__Aim of the exercise__:
An exact transcript of all the records is the expected answer.

__Supplied records__:
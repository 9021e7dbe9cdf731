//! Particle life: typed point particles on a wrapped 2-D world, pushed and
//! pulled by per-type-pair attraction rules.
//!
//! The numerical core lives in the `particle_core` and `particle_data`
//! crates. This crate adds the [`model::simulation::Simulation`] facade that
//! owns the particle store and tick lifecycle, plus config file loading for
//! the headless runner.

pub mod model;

__Expected answer__:
repository 9021e7dbe9cdf731
//! Particle life: typed point particles on a wrapped 2-D world, pushed and
//! pulled by per-type-pair attraction rules.
//!
//! The numerical core lives in the `particle_core` and `particle_data`
//! crates. This crate adds the [`model::simulation::Simulation`] facade that
//! owns the particle store and tick lifecycle, plus config file loading for
//! the headless runner.

pub mod model;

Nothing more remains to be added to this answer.